That is my definition of a brave person. One single person taking on the BS of the USG.
Yes, so much similarity to how we are being treated. I wasn’t as angry when I offered to be a plaintiff, as I am now. Every day in every way the USG deliberately tries to recapture us and make our lives more difficult and every day I am even more determined to thwart them. And I only have two words for them, but my late mother would put a bar of soap in my mouth if I typed them.
So for those of you that despair and think we can’t do this as the collective we are, have faith.
US Credit unions whinge about FATCA costs if it’s applied domestically in the US. Even then the US is only demanding ‘non resident aliens.’
So a resident alien won’t be reported or any US citizens residing abroad. So as long as you’re legal in the US the US becomes effectively a tax haven.
@Don, so a dual Dutch/US person living in Holland can open a State Department Credit Union Account (thanks to American Citizens Abroad) and that account will be kept secret from the Dutch authorities?

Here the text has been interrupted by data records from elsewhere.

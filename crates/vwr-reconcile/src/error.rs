use crate::{CounterKey, EventId, StoreError};

/// Coarse classification used by the trigger surfaces to decide between
/// "retry later" and "page someone".
#[derive(Clone, Copy, Debug, PartialEq, Eq)]
pub enum FaultKind {
    /// Cache or ledger failure. The whole pass may be retried.
    UpstreamUnavailable,
    /// Bookkeeping no longer adds up. Needs an operator.
    InconsistentState,
}

impl FaultKind {
    pub fn as_str(&self) -> &'static str {
        match self {
            FaultKind::UpstreamUnavailable => "UPSTREAM_UNAVAILABLE",
            FaultKind::InconsistentState => "INCONSISTENT_STATE",
        }
    }
}

/// Evidence for an [`FaultKind::InconsistentState`] fault.
#[derive(Clone, Debug, PartialEq, Eq)]
pub enum Inconsistency {
    /// `positions_served` exceeds the span width it is credited against.
    NegativeCredit {
        previous_position: i64,
        checkpoint: i64,
        positions_served: i64,
    },
    /// A checkpoint at or below `queue_counter` has no position record.
    MissingPosition { checkpoint: i64, queue_counter: i64 },
    /// A counter the pass depends on was never initialised.
    UninitialisedCounter { key: CounterKey },
}

impl std::fmt::Display for Inconsistency {
    fn fmt(&self, f: &mut std::fmt::Formatter<'_>) -> std::fmt::Result {
        match self {
            Inconsistency::NegativeCredit {
                previous_position,
                checkpoint,
                positions_served,
            } => write!(
                f,
                "negative credit: checkpoint={checkpoint} previous={previous_position} \
                 positions_served={positions_served}"
            ),
            Inconsistency::MissingPosition {
                checkpoint,
                queue_counter,
            } => write!(
                f,
                "checkpoint {checkpoint} references a position absent from the ledger \
                 (queue_counter={queue_counter})"
            ),
            Inconsistency::UninitialisedCounter { key } => {
                write!(f, "counter '{key}' is not initialised")
            }
        }
    }
}

#[derive(Debug, thiserror::Error)]
pub enum ReconcileError {
    #[error("upstream unavailable for event {event_id}: {source}")]
    Upstream {
        event_id: EventId,
        #[source]
        source: StoreError,
    },

    #[error("inconsistent state for event {event_id}: {detail}")]
    Inconsistent {
        event_id: EventId,
        detail: Inconsistency,
    },
}

impl ReconcileError {
    pub fn kind(&self) -> FaultKind {
        match self {
            ReconcileError::Upstream { .. } => FaultKind::UpstreamUnavailable,
            ReconcileError::Inconsistent { .. } => FaultKind::InconsistentState,
        }
    }

    pub(crate) fn inconsistent(event_id: &EventId, detail: Inconsistency) -> Self {
        ReconcileError::Inconsistent {
            event_id: event_id.clone(),
            detail,
        }
    }

    /// Maps a store failure; an uninitialised counter is a bookkeeping fault,
    /// not an outage.
    pub(crate) fn from_store(event_id: &EventId, err: StoreError) -> Self {
        match err {
            StoreError::MissingCounter { key } => {
                Self::inconsistent(event_id, Inconsistency::UninitialisedCounter { key })
            }
            other => ReconcileError::Upstream {
                event_id: event_id.clone(),
                source: other,
            },
        }
    }
}
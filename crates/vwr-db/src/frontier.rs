//! Frontier counters in the `frontier_counters` table.
//!
//! Each method is a single statement, so increments and compare-and-set are
//! atomic under concurrent writers without explicit locking.

use async_trait::async_trait;
use sqlx::PgPool;
use vwr_reconcile::{CasOutcome, CounterKey, EventId, FrontierCache, StoreError};

const BACKEND: &str = "cache";

/// Counter store scoped to one event.
#[derive(Debug, Clone)]
pub struct PgFrontierCache {
    pool: PgPool,
    event_id: EventId,
}

impl PgFrontierCache {
    pub fn new(pool: PgPool, event_id: EventId) -> Self {
        Self { pool, event_id }
    }

    async fn fetch(&self, key: CounterKey) -> Result<Option<i64>, StoreError> {
        let row: Option<(i64,)> = sqlx::query_as(
            r#"
            select value
            from frontier_counters
            where event_id = $1 and counter_key = $2
            "#,
        )
        .bind(self.event_id.as_str())
        .bind(key.as_str())
        .fetch_optional(&self.pool)
        .await
        .map_err(|e| StoreError::unavailable(BACKEND, e))?;
        Ok(row.map(|(v,)| v))
    }
}

#[async_trait]
impl FrontierCache for PgFrontierCache {
    async fn get(&self, key: CounterKey) -> Result<i64, StoreError> {
        self.fetch(key)
            .await?
            .ok_or(StoreError::MissingCounter { key })
    }

    async fn set(&self, key: CounterKey, value: i64) -> Result<(), StoreError> {
        sqlx::query(
            r#"
            insert into frontier_counters (event_id, counter_key, value)
            values ($1, $2, $3)
            on conflict (event_id, counter_key) do update set value = excluded.value
            "#,
        )
        .bind(self.event_id.as_str())
        .bind(key.as_str())
        .bind(value)
        .execute(&self.pool)
        .await
        .map_err(|e| StoreError::unavailable(BACKEND, e))?;
        Ok(())
    }

    async fn incr_by(&self, key: CounterKey, delta: i64) -> Result<i64, StoreError> {
        let row: Option<(i64,)> = sqlx::query_as(
            r#"
            update frontier_counters
            set value = value + $3
            where event_id = $1 and counter_key = $2
            returning value
            "#,
        )
        .bind(self.event_id.as_str())
        .bind(key.as_str())
        .bind(delta)
        .fetch_optional(&self.pool)
        .await
        .map_err(|e| StoreError::unavailable(BACKEND, e))?;

        row.map(|(v,)| v).ok_or(StoreError::MissingCounter { key })
    }

    async fn compare_and_set(
        &self,
        key: CounterKey,
        expected: i64,
        new: i64,
    ) -> Result<CasOutcome, StoreError> {
        let row: Option<(i64,)> = sqlx::query_as(
            r#"
            update frontier_counters
            set value = $4
            where event_id = $1 and counter_key = $2 and value = $3
            returning value
            "#,
        )
        .bind(self.event_id.as_str())
        .bind(key.as_str())
        .bind(expected)
        .bind(new)
        .fetch_optional(&self.pool)
        .await
        .map_err(|e| StoreError::unavailable(BACKEND, e))?;

        if row.is_some() {
            return Ok(CasOutcome::Applied);
        }
        // Either someone else moved it or it was never written.
        let actual = self.get(key).await?;
        Ok(CasOutcome::Mismatch { actual })
    }
}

(continued) so the persons Dutch nationality would be destructed in favour of the US Citizenship as being paramount?
Wait wait…..said Dutch national would not even need a US Passport.
I should have said a Dutch Citizen w/Dutch Passport resident in the Netherlands who has a US Place of Birth and no other indica, would NOT be reported to the Dutch tax authorities.
(continued) sooooooo FATCA has grown into a giant tax scam where you can hide money from the tax authorities where you are actually receiving benefits like roads, schools and police.
The US Credit Unions say ““We urge you to oppose further domestic expansion of FATCA because it would increase regulatory burdens on American credit unions and banks without resulting in a single dollar of new tax revenue to the Treasury,”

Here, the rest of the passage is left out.